Aus unserer Sicht ist bei der Bewertung dieses Falles im Kontext des NSU äußerste Vorsicht geboten: Richtig ist, dass es im Umfeld des NSU Personen gab wie den V-Mann Tino Brandt, der wegen organisiertem Kindesmissbrauch verurteilt wurde, und dass es wohl auch neonazistische Drohbriefe an die Mutter von Peggy K. gab, weil diese zum Islam übergetreten war. Und richtig und wichtig ist nicht zuletzt auch, dass die Ermittlungen im Mordfall Peggy K. von demselben Ermittler geleitet wurden, der auch die Ermittlungen zur NSU-Mordserie in rassistischer Manier gegen deren Opfer ausgerichtet hatte.

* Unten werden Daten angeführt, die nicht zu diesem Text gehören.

//! Router assembly.

mod api;
mod common;

pub use api::{course_routes, project_routes, user_routes};
pub use common::common_routes;

use crate::state::AppState;
use axum::Router;
use tower_http::cors::{Any, CorsLayer};
use tower_http::limit::RequestBodyLimitLayer;
use tower_http::trace::TraceLayer;

/// Largest accepted request body.
pub const BODY_LIMIT: usize = 1024 * 1024;

/// Full application: common routes at the root, entity routes under `/api`.
/// CORS is wide open (any origin, method and header).
pub fn app(state: AppState) -> Router {
    let api = Router::new()
        .merge(user_routes(state.clone()))
        .merge(project_routes(state.clone()))
        .merge(course_routes(state.clone()));

    Router::new()
        .merge(common_routes(state))
        .nest("/api", api)
        .layer(RequestBodyLimitLayer::new(BODY_LIMIT))
        .layer(
            CorsLayer::new()
                .allow_origin(Any)
                .allow_methods(Any)
                .allow_headers(Any),
        )
        .layer(TraceLayer::new_for_http())
}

Daher erscheint eine Verbindung von Böhnhardt – und damit Zschäpe – zum Mord an Peggy K. durchaus denkbar. Genauso denkbar erscheint aber auch z.B. eine Verunreinigung der DNA-Proben – wenn Polizei und Rechtsmedizin behaupten, die sei ausgeschlossen, muss ihnen das nicht ungesehen geglaubt werden. Auch im Fall des „Phantoms von Heilbronn“ etwa (der anhand von DNA-Proben „festgestellten“ vermeintlichen Tatverdächtigen des NSU-Mordes und Mordversuchs an zwei PolizistInnen in Heilbronn, die sich letztlich als Mitarbeiterin des Werks herausstellte, in dem die Wattestäbchen für DNA-Proben verpackt worden waren) wurde lange behauptet, eine Verunreinigung sei selbstverständlich ausgeschlossen.

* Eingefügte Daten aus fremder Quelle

//! External analysis tool invocation.
//!
//! [`ToolCommand`] builds the ordered argument list, [`ToolCommand::preflight`]
//! rejects configurations that cannot work before anything is spawned, and
//! [`execute`] runs the tool through a [`ProcessRunner`] and applies the
//! failure rule: a non-zero exit with non-empty stderr is a tool failure,
//! while a non-zero exit with empty stderr is how the tool signals that it
//! found defects.
//!
//! Invocation is blocking, with no timeout and no retry.
use std::ffi::OsString;
use std::path::{Path, PathBuf};
use std::process::Command;

use crate::error::CliError;
use crate::{ToolArgs, Verbosity};

/// Captured result of one process invocation.
#[derive(Debug, Clone, PartialEq, Eq)]
pub struct ProcessOutput {
    /// Exit code; `-1` when the process was terminated by a signal.
    pub exit_code: i32,
    /// Captured standard output.
    pub stdout: String,
    /// Captured standard error.
    pub stderr: String,
}

/// Runs an executable with an argument list and captures its output.
pub trait ProcessRunner {
    /// Runs `exe` with `args`, blocking until it exits.
    ///
    /// # Errors
    ///
    /// Returns the spawn error if the process could not be started.
    fn invoke(&self, exe: &Path, args: &[OsString]) -> std::io::Result<ProcessOutput>;
}

/// [`ProcessRunner`] backed by [`std::process::Command`].
#[derive(Debug, Default, Clone, Copy)]
pub struct SystemRunner;

impl ProcessRunner for SystemRunner {
    fn invoke(&self, exe: &Path, args: &[OsString]) -> std::io::Result<ProcessOutput> {
        let output = Command::new(exe).args(args).output()?;
        Ok(ProcessOutput {
            exit_code: output.status.code().unwrap_or(-1),
            stdout: String::from_utf8_lossy(&output.stdout).into_owned(),
            stderr: String::from_utf8_lossy(&output.stderr).into_owned(),
        })
    }
}

// ---------------------------------------------------------------------------
// ToolCommand
// ---------------------------------------------------------------------------

/// One fully specified tool invocation.
#[derive(Debug, Clone, PartialEq, Eq)]
pub struct ToolCommand {
    /// Tool executable.
    pub executable: PathBuf,
    /// Where the tool writes its XML report.
    pub report: PathBuf,
    /// Rules configuration file.
    pub rules_config: Option<PathBuf>,
    /// Rule set name.
    pub rule_set: Option<String>,
    /// Ignore list file.
    pub ignore: Option<PathBuf>,
    /// Severity filter.
    pub severity: Option<String>,
    /// Confidence filter.
    pub confidence: Option<String>,
    /// Defect limit.
    pub limit: Option<u32>,
    /// Quiet/verbose preference forwarded to the tool.
    pub verbosity: Verbosity,
    /// Assemblies to analyze.
    pub assemblies: Vec<PathBuf>,
}

impl ToolCommand {
    /// Builds a command from parsed CLI arguments.
    pub fn new(
        tool: &ToolArgs,
        assemblies: &[PathBuf],
        report: &Path,
        verbosity: Verbosity,
    ) -> Self {
        Self {
            executable: tool.tool.clone(),
            report: report.to_path_buf(),
            rules_config: tool.rules_config.clone(),
            rule_set: tool.rule_set.clone(),
            ignore: tool.ignore.clone(),
            severity: tool.severity.clone(),
            confidence: tool.confidence.clone(),
            limit: tool.limit,
            verbosity,
            assemblies: assemblies.to_vec(),
        }
    }

    /// Returns the ordered argument list.
    pub fn args(&self) -> Vec<OsString> {
        let mut args: Vec<OsString> = vec!["--xml".into(), self.report.clone().into()];

        if let Some(config) = &self.rules_config {
            args.push("--config".into());
            args.push(config.clone().into());
        }
        if let Some(set) = &self.rule_set {
            args.push("--set".into());
            args.push(set.into());
        }
        if let Some(ignore) = &self.ignore {
            args.push("--ignore".into());
            args.push(ignore.clone().into());
        }
        if let Some(severity) = &self.severity {
            args.push("--severity".into());
            args.push(severity.into());
        }
        if let Some(confidence) = &self.confidence {
            args.push("--confidence".into());
            args.push(confidence.into());
        }
        if let Some(limit) = self.limit {
            args.push("--limit".into());
            args.push(limit.to_string().into());
        }
        match self.verbosity {
            Verbosity::Quiet => args.push("--quiet".into()),
            Verbosity::Verbose => args.push("--verbose".into()),
            Verbosity::Default => {}
        }

        args.extend(self.assemblies.iter().map(|a| a.clone().into_os_string()));
        args
    }

    /// Checks that the tool and every referenced input exist.
    ///
    /// # Errors
    ///
    /// - [`CliError::ToolNotFound`]: the executable does not exist.
    /// - [`CliError::InvalidConfiguration`]: no assemblies, or an assembly,
    ///   the ignore list or the rules configuration does not exist.
    pub fn preflight(&self) -> Result<(), CliError> {
        if !self.executable.is_file() {
            return Err(CliError::ToolNotFound {
                path: self.executable.clone(),
            });
        }

        if self.assemblies.is_empty() {
            return Err(CliError::InvalidConfiguration {
                detail: "no assemblies specified".to_owned(),
            });
        }
        for assembly in &self.assemblies {
            require_file(assembly, "assembly")?;
        }
        if let Some(ignore) = &self.ignore {
            require_file(ignore, "ignore list")?;
        }
        if let Some(config) = &self.rules_config {
            require_file(config, "rules configuration")?;
        }
        Ok(())
    }
}

fn require_file(path: &Path, what: &str) -> Result<(), CliError> {
    if path.exists() {
        Ok(())
    } else {
        Err(CliError::InvalidConfiguration {
            detail: format!("{what} does not exist: {}", path.display()),
        })
    }
}

// ---------------------------------------------------------------------------
// Execution
// ---------------------------------------------------------------------------

/// Runs `command` and applies the failure rule.
///
/// # Errors
///
/// - [`CliError::ToolNotFound`]: the executable vanished before spawning.
/// - [`CliError::IoError`]: the process could not be started.
/// - [`CliError::ToolExecutionError`]: non-zero exit with stderr output.
pub fn execute(
    runner: &dyn ProcessRunner,
    command: &ToolCommand,
) -> Result<ProcessOutput, CliError> {
    let args = command.args();
    tracing::info!(
        tool = %command.executable.display(),
        assemblies = command.assemblies.len(),
        "invoking analysis tool"
    );
    tracing::debug!(?args, "tool arguments");

    let output = runner
        .invoke(&command.executable, &args)
        .map_err(|e| spawn_error(&e, &command.executable))?;

    for line in output.stdout.lines() {
        tracing::debug!(target: "tool", "{line}");
    }

    let stderr = output.stderr.trim();
    if output.exit_code != 0 && !stderr.is_empty() {
        return Err(CliError::ToolExecutionError {
            exit_code: output.exit_code,
            stderr: stderr.to_owned(),
        });
    }
    if !stderr.is_empty() {
        tracing::warn!(stderr, "analysis tool wrote to stderr");
    }

    tracing::debug!(exit_code = output.exit_code, "analysis tool finished");
    Ok(output)
}

#[allow(clippy::wildcard_enum_match_arm)]
fn spawn_error(e: &std::io::Error, exe: &Path) -> CliError {
    match e.kind() {
        std::io::ErrorKind::NotFound => CliError::ToolNotFound {
            path: exe.to_path_buf(),
        },
        _ => CliError::IoError {
            source: exe.display().to_string(),
            detail: e.to_string(),
        },
    }
}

Deswegen gilt hinsichtlich des Falles Peggy K. – wie zu so vielen Fragen im NSU -Kontext –, dass weitere Aufklärung dringend geboten ist. Was jedoch sicher nicht weiterhilft, ist eine Vorfestlegung auf klassisches Sensationsmedien-Futter wie die Behauptung, der NSU habe sich mit Kinderpornographie finanziert. Dies vor allem, weil eine solche Behandlung des Sachverhalts eine massive Entpolitisierung des Themas NSU nach sich ziehen könnte, indem Nazi-Mörder, die rassistisch motivierte Hassverbrechen begehen, zu durchgeknallten Perversen erklärt werden, deren Beweggründe man sowieso nicht so recht beschreiben kann. Dass der NSU mit seinen Morden genau das durchführte, was in den 1990ern und 2000ern in Strategiepapieren in der Nazi-Szene ausformuliert wurde, dass der institutionalisierte Rassismus der Polizei zu Ermittlungen gegen die Opfer dieser Taten führte, all das könnte, so steht zu befürchten, unter einer BILD-mäßigen Berichterstattung über durchgeknallte Sex-Gangster und unfähige Polizisten vergraben werden. Es ist also Vorsicht geboten, will man nicht den ohnehin aufklärungsunwilligen Behörden und denjenigen, die das Bestehen von organisierten bewaffneten Nazistrukturen und militärischen Konzepten der Naziszene vehement bestreiten, Argumente liefern, die politische Ausrichtung des „Nationalsozialistischen Untergrundes“ weiter in Frage zu stellen.

Wohlleben-Verteidiger Klemke derweil zeigte sich in Reaktion auf den Antrag wieder einmal als klassischer Rechts-Anwalt: er unterstellte Nebenklägervertreter Dr. Daimagüler – fälschlich –, im Antrag den Nachnamen von Peggy K. falsch wiedergegeben zu haben, und schob nach: „aber es ist ja nur ein deutsches Opfer, […] das interessiert ja niemanden.“ Diese offensichtlich auf Applaus von Wohllebens Kameraden außerhalb des Gerichtssaals abzielende Äußerung ist so dümmlich, dass man gar nicht weiß, wo man anfangen soll: Bei dem neu-rechten Versatzstück des angeblichen „anti-deutschen Rassismus“, das Klemke hier bemüht? Bei der Tatsache, dass Daimagüler den Nachnamen der Peggy K. natürlich richtig angegeben hatte und Klemke den vermeintlichen Fehler herbeihalluziniert hatte? Bei der Tatsache, dass demgegenüber die Namen der türkeistämmigen Opfer der NSU-Mordserie auch im Gerichtssaal immer wieder grotesk falsch wiedergegeben wurden? Dabei, dass für Klemke anscheinend auch diejenigen NSU-Opfer mit türkischen Wurzeln „Nichtdeutsche“ darstellen, die ihr ganzes Leben in Deutschland verbracht hatten und einen deutschen Pass hatten? Klemke machte jedenfalls wieder einmal deutlich, dass der Schwerpunkt seiner Verteidigungstätigkeit sich immer mehr auf die Verbreitung rechten Gedankenguts im Gerichtssaal verlagert.